- What the task requires -
Give back the whole listing exactly as it is written.

- Data for review -

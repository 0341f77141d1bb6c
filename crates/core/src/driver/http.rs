//! Account API over HTTP.

use std::time::Instant;

use async_trait::async_trait;
use reqwest::header::{ACCEPT, COOKIE};
use reqwest::{redirect, Client};
use serde::Deserialize;
use tracing::{debug, warn};

use super::{AccountApi, AccountSnapshot, CheckpointConfig, DriverError};
use crate::metrics;
use crate::store::AccountCredential;

/// Calls the account endpoint with the stored session cookies.
pub struct HttpAccountApi {
    client: Client,
    config: CheckpointConfig,
}

impl HttpAccountApi {
    pub fn new(config: CheckpointConfig) -> Result<Self, DriverError> {
        // Redirects stay visible: a 302 to the login page means the session is gone
        let client = Client::builder()
            .timeout(config.request_timeout())
            .redirect(redirect::Policy::none())
            .user_agent(config.user_agent.clone())
            .build()
            .map_err(|e| DriverError::Setup(e.to_string()))?;

        Ok(Self { client, config })
    }

    async fn warm_up(&self, url: &str, cookie: &str) {
        if let Err(e) = self.client.get(url).header(COOKIE, cookie).send().await {
            debug!(url, error = %e, "Home page warm-up failed");
        }
    }
}

fn map_request_error(e: reqwest::Error) -> DriverError {
    if e.is_timeout() {
        DriverError::Transient("account API request timed out".to_string())
    } else if e.is_connect() {
        DriverError::Transient(format!("connection failed: {}", e))
    } else {
        DriverError::Transient(e.to_string())
    }
}

#[async_trait]
impl AccountApi for HttpAccountApi {
    async fn fetch_account(
        &self,
        credential: &AccountCredential,
    ) -> Result<AccountSnapshot, DriverError> {
        let cookie = credential.cookie_header();
        if let Some(home) = &self.config.home_url {
            self.warm_up(home, &cookie).await;
        }

        let started = Instant::now();
        let result = async {
            let response = self
                .client
                .get(&self.config.account_api_url)
                .header(COOKIE, &cookie)
                .header(ACCEPT, "application/json")
                .send()
                .await
                .map_err(map_request_error)?;

            let status = response.status().as_u16();
            let body = response.text().await.map_err(map_request_error)?;
            parse_account_response(status, &body)
        }
        .await;

        metrics::ACCOUNT_API_DURATION
            .with_label_values(&[])
            .observe(started.elapsed().as_secs_f64());
        let label = match &result {
            Ok(_) => "success",
            Err(DriverError::SessionExpired(_)) => "session_expired",
            Err(_) => "error",
        };
        metrics::ACCOUNT_API_REQUESTS.with_label_values(&[label]).inc();

        if let Err(e) = &result {
            warn!(account_id = credential.account_id, error = %e, "Account lookup failed");
        }
        result
    }
}

#[derive(Debug, Deserialize)]
struct AccountResponse {
    #[serde(default)]
    success: bool,
    #[serde(default)]
    message: Option<String>,
    #[serde(default)]
    data: Option<AccountData>,
}

#[derive(Debug, Deserialize)]
#[serde(rename_all = "camelCase")]
struct AccountData {
    #[serde(default)]
    point_summary: Option<PointSummary>,
    #[serde(default)]
    user_tier: Option<UserTier>,
}

#[derive(Debug, Deserialize)]
struct PointSummary {
    #[serde(default)]
    available: Option<f64>,
}

#[derive(Debug, Deserialize)]
struct UserTier {
    #[serde(default)]
    name: Option<String>,
}

/// Map an account API response to a snapshot.
///
/// 401, 403 and 302 mean the session is no longer accepted. Any other
/// non-2xx status is transient. A 2xx body must be JSON with
/// `success: true` and `data.pointSummary.available`.
pub fn parse_account_response(status: u16, body: &str) -> Result<AccountSnapshot, DriverError> {
    match status {
        401 | 403 | 302 => {
            return Err(DriverError::SessionExpired(format!(
                "account API returned HTTP {}",
                status
            )))
        }
        200..=299 => {}
        _ => {
            return Err(DriverError::Transient(format!(
                "account API returned HTTP {}",
                status
            )))
        }
    }

    let response: AccountResponse = serde_json::from_str(body)
        .map_err(|e| DriverError::InvalidResponse(format!("malformed JSON: {}", e)))?;

    if !response.success {
        return Err(DriverError::Rejected(
            response
                .message
                .unwrap_or_else(|| "account API reported failure".to_string()),
        ));
    }

    let data = response
        .data
        .ok_or_else(|| DriverError::InvalidResponse("missing data".to_string()))?;
    let points = data
        .point_summary
        .and_then(|p| p.available)
        .ok_or_else(|| DriverError::InvalidResponse("missing point balance".to_string()))?;
    let tier = data.user_tier.and_then(|t| t.name);

    Ok(AccountSnapshot { points, tier })
}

- Task answer -
repository 0341f77141d1bb6c
filename crates/core/src/driver/http.rs
//! Account API over HTTP.

use std::time::Instant;

use async_trait::async_trait;
use reqwest::header::{ACCEPT, COOKIE};
use reqwest::{redirect, Client};
use serde::Deserialize;
use tracing::{debug, warn};

use super::{AccountApi, AccountSnapshot, CheckpointConfig, DriverError};
use crate::metrics;
use crate::store::AccountCredential;

/// Calls the account endpoint with the stored session cookies.
pub struct HttpAccountApi {
    client: Client,
    config: CheckpointConfig,
}

impl HttpAccountApi {
    pub fn new(config: CheckpointConfig) -> Result<Self, DriverError> {
        // Redirects stay visible: a 302 to the login page means the session is gone
        let client = Client::builder()
            .timeout(config.request_timeout())
            .redirect(redirect::Policy::none())
            .user_agent(config.user_agent.clone())
            .build()
            .map_err(|e| DriverError::Setup(e.to_string()))?;

        Ok(Self { client, config })
    }

    async fn warm_up(&self, url: &str, cookie: &str) {
        if let Err(e) = self.client.get(url).header(COOKIE, cookie).send().await {
            debug!(url, error = %e, "Home page warm-up failed");
        }
    }
}

fn map_request_error(e: reqwest::Error) -> DriverError {
    if e.is_timeout() {
        DriverError::Transient("account API request timed out".to_string())
    } else if e.is_connect() {
        DriverError::Transient(format!("connection failed: {}", e))
    } else {
        DriverError::Transient(e.to_string())
    }
}

#[async_trait]
impl AccountApi for HttpAccountApi {
    async fn fetch_account(
        &self,
        credential: &AccountCredential,
    ) -> Result<AccountSnapshot, DriverError> {
        let cookie = credential.cookie_header();
        if let Some(home) = &self.config.home_url {
            self.warm_up(home, &cookie).await;
        }

        let started = Instant::now();
        let result = async {
            let response = self
                .client
                .get(&self.config.account_api_url)
                .header(COOKIE, &cookie)
                .header(ACCEPT, "application/json")
                .send()
                .await
                .map_err(map_request_error)?;

            let status = response.status().as_u16();
            let body = response.text().await.map_err(map_request_error)?;
            parse_account_response(status, &body)
        }
        .await;

        metrics::ACCOUNT_API_DURATION
            .with_label_values(&[])
            .observe(started.elapsed().as_secs_f64());
        let label = match &result {
            Ok(_) => "success",
            Err(DriverError::SessionExpired(_)) => "session_expired",
            Err(_) => "error",
        };
        metrics::ACCOUNT_API_REQUESTS.with_label_values(&[label]).inc();

        if let Err(e) = &result {
            warn!(account_id = credential.account_id, error = %e, "Account lookup failed");
        }
        result
    }
}

#[derive(Debug, Deserialize)]
struct AccountResponse {
    #[serde(default)]
    success: bool,
    #[serde(default)]
    message: Option<String>,
    #[serde(default)]
    data: Option<AccountData>,
}

#[derive(Debug, Deserialize)]
#[serde(rename_all = "camelCase")]
struct AccountData {
    #[serde(default)]
    point_summary: Option<PointSummary>,
    #[serde(default)]
    user_tier: Option<UserTier>,
}

#[derive(Debug, Deserialize)]
struct PointSummary {
    #[serde(default)]
    available: Option<f64>,
}

#[derive(Debug, Deserialize)]
struct UserTier {
    #[serde(default)]
    name: Option<String>,
}

/// Map an account API response to a snapshot.
///
/// 401, 403 and 302 mean the session is no longer accepted. Any other
/// non-2xx status is transient. A 2xx body must be JSON with
/// `success: true` and `data.pointSummary.available`.
pub fn parse_account_response(status: u16, body: &str) -> Result<AccountSnapshot, DriverError> {
    match status {
        401 | 403 | 302 => {
            return Err(DriverError::SessionExpired(format!(
                "account API returned HTTP {}",
                status
            )))
        }
        200..=299 => {}
        _ => {
            return Err(DriverError::Transient(format!(
                "account API returned HTTP {}",
                status
            )))
        }
    }

    let response: AccountResponse = serde_json::from_str(body)
        .map_err(|e| DriverError::InvalidResponse(format!("malformed JSON: {}", e)))?;

    if !response.success {
        return Err(DriverError::Rejected(
            response
                .message
                .unwrap_or_else(|| "account API reported failure".to_string()),
        ));
    }

    let data = response
        .data
        .ok_or_else(|| DriverError::InvalidResponse("missing data".to_string()))?;
    let points = data
        .point_summary
        .and_then(|p| p.available)
        .ok_or_else(|| DriverError::InvalidResponse("missing point balance".to_string()))?;
    let tier = data.user_tier.and_then(|t| t.name);

    Ok(AccountSnapshot { points, tier })
}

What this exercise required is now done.